#### What the task asks
Every line holding the string "LevelFilter" should be copied out of the listing.

#### Stored data
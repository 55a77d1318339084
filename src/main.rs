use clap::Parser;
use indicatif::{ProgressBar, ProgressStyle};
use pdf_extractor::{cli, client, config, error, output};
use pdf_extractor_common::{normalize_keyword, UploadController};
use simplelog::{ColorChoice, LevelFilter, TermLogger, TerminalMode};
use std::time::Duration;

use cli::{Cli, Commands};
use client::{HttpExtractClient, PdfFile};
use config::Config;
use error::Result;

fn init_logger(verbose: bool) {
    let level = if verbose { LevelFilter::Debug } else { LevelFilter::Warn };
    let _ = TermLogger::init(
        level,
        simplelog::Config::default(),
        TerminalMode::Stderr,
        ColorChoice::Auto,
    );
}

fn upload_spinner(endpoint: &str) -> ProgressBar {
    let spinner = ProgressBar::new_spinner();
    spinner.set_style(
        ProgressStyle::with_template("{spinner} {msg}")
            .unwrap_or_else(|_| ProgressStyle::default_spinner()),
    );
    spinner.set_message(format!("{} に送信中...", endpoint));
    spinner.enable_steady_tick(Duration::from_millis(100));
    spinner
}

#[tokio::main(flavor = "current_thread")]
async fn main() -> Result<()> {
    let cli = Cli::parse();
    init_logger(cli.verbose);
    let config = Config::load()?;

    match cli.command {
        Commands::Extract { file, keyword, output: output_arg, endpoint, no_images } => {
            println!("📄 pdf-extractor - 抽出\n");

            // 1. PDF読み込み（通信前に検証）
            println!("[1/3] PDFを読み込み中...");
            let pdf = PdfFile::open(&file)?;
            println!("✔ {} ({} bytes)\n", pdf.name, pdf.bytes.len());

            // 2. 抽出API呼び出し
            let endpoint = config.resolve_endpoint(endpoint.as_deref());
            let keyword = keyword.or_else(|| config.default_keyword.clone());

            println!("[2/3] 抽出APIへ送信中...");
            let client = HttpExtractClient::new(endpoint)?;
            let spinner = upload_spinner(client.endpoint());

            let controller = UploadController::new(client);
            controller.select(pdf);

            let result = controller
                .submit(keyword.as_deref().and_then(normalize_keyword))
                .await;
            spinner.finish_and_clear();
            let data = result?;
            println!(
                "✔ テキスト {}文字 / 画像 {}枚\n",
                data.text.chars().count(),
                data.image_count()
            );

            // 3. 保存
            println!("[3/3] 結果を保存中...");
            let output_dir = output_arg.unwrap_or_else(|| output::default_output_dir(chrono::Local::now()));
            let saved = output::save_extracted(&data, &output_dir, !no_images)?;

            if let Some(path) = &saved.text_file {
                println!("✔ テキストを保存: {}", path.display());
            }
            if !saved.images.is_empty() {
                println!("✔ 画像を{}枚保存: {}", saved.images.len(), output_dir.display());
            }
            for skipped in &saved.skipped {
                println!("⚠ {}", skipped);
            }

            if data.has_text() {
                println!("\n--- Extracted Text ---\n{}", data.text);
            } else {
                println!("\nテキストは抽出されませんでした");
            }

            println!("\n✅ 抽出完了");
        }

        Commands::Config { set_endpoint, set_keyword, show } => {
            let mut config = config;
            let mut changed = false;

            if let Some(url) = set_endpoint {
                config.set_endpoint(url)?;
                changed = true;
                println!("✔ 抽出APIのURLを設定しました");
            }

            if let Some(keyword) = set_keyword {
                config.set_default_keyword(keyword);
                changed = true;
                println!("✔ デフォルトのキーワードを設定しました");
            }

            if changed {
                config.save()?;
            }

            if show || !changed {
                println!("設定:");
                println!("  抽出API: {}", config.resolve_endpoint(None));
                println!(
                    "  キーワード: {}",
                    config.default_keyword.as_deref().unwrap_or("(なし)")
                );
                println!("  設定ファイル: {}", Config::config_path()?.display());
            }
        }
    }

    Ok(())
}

#### Exercise result
use simplelog::{ColorChoice, LevelFilter, TermLogger, TerminalMode};
    let level = if verbose { LevelFilter::Debug } else { LevelFilter::Warn };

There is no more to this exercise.